With a top-of-the-line Snapdragon 820 ticking under the hood, along with 4 gigs of RAM… buttery-smooth performance wouldn’t be unreasonable to expect. And sure enough, the HTC 10 didn’t display any signs of lag in our brief usage. Out of 32GB, about 23GB was available to use in our demo unit. The connectivity options are loaded too, with NFC and DLNA thrown into the mix. HTC says the 3,000mAh battery should be good for about two days of usage, and you can be sure we’ll be putting these claims to the test.
The shooting prowess is a big part of the story of course, and for that, you get a 12MP sensor at the rear, and a 5-meg snapper at front. The rear camera is aided by laser autofocus to ensure speedy focussing, but the amazing thing is that HTC has added optical image stabilisation to both the cameras. This makes the HTC 10 the very first to boast OIS in the front camera, and hopefully, selfies getting blurred due to shaky hands should be a thing of the past.
The camera app is quite simple, and offers modes like Zoe, HDR Auto, panorama etc. The video shooting capabilities include 4K, hyperlapse and slow-mo. Shooting options include touch to capture, smile shutter, and voice capture as well. A Pro mode is available as well, and apart from letting you shoot in RAW, also offers various options to tweak various parameters like ISO, white balance and focus. A few test shots we took indicated superfast focussing speeds, and the images looked pretty good.
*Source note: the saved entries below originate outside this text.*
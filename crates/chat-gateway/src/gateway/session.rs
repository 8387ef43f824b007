//! Gateway session handle
//!
//! `GatewaySession` owns the connection state machine:
//!
//! ```text
//! Disconnected -> Connecting -> Identifying | Resuming -> AwaitingAck -> Connected
//! Connected -> Reconnecting -> Connecting -> ...
//! any -> Terminated
//! ```
//!
//! Each successful handshake starts a new connection generation with its own
//! writer, heartbeat and receive tasks under one cancellation token. Loops
//! never reconnect on their own; they send a signal tagged with their
//! generation to a single control task, which ignores signals from
//! generations that are no longer current.

use super::context::{LoopContext, LoopSignal, SignalKind};
use super::handshake::WsStream;
use super::{heartbeat, receiver};
use crate::compression::Inflater;
use crate::connection::{writer, ConnectionState, SendBudget, Session, SessionNotice};
use crate::dispatch::DispatchEvent;
use crate::error::{GatewayError, GatewayResult};
use crate::protocol::{
    ClientCloseReason, GatewayMessage, PresenceUpdatePayload, RequestGuildMembersPayload,
    VoiceStateUpdatePayload,
};
use chat_common::{GatewayConfig, Supervisor};
use futures_util::StreamExt;
use parking_lot::Mutex;
use std::sync::atomic::{AtomicU64, Ordering};
use std::sync::{Arc, Weak};
use std::time::Duration;
use tokio::sync::{broadcast, mpsc, watch};
use tokio::task::JoinHandle;
use tokio_util::sync::CancellationToken;

/// Receiving end for dispatch events; feed it to a `DispatchQueue`
pub type DispatchReceiver = mpsc::UnboundedReceiver<DispatchEvent>;

/// Buffered notices per subscriber
const NOTICE_CAPACITY: usize = 64;

/// How long teardown waits for the writer to flush its close frame
const CLOSE_FLUSH_TIMEOUT: Duration = Duration::from_secs(2);

/// One live connection and its tasks
struct Generation {
    id: u64,
    cancel: CancellationToken,
    outbound: mpsc::UnboundedSender<GatewayMessage>,
    close_reason: Arc<Mutex<ClientCloseReason>>,
    writer: JoinHandle<()>,
}

pub(super) struct Inner {
    pub(super) config: GatewayConfig,
    pub(super) token: String,
    /// Bootstrap URL, used for every fresh Identify
    url: String,
    /// URL from READY, used for Resume
    pub(super) resume_url: Mutex<Option<String>>,
    state: watch::Sender<ConnectionState>,
    notices: broadcast::Sender<SessionNotice>,
    pub(super) dispatch: mpsc::UnboundedSender<DispatchEvent>,
    supervisor: Supervisor,
    root: CancellationToken,
    pub(super) send_budget: Arc<SendBudget>,
    current: Mutex<Option<Generation>>,
    /// Session of the last successful handshake; source of resume state
    last_session: Mutex<Option<Arc<Session>>>,
    generation: AtomicU64,
    control_tx: mpsc::UnboundedSender<LoopSignal>,
    control_rx: Mutex<Option<mpsc::UnboundedReceiver<LoopSignal>>>,
    /// Serializes connect, reconnect, disconnect and terminate
    lifecycle: tokio::sync::Mutex<()>,
}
The HTC 10 doesn’t seem atrociously priced with its sticker reading Rs 52,990. Half a lakh rupees is the usual pricing for most flagship smartphones anyway. That said, the Samsung Galaxy S7 (review) is priced about Rs 4,000 lower in comparison, and that phone is pretty hard to beat when it comes to everything from performance to shooting capabilities. The LG G5 (first impressions), with its much-hyped semi-modular design, is also set to land in India the same time as the HTC 10 starts shipping. This means that HTC’s flagship has its task cut out, and the going won’t be easy. Our in-depth review, already in the pipeline as you read this, should separate the wheat from the chaff… and this one will be worth waiting for, we assure you.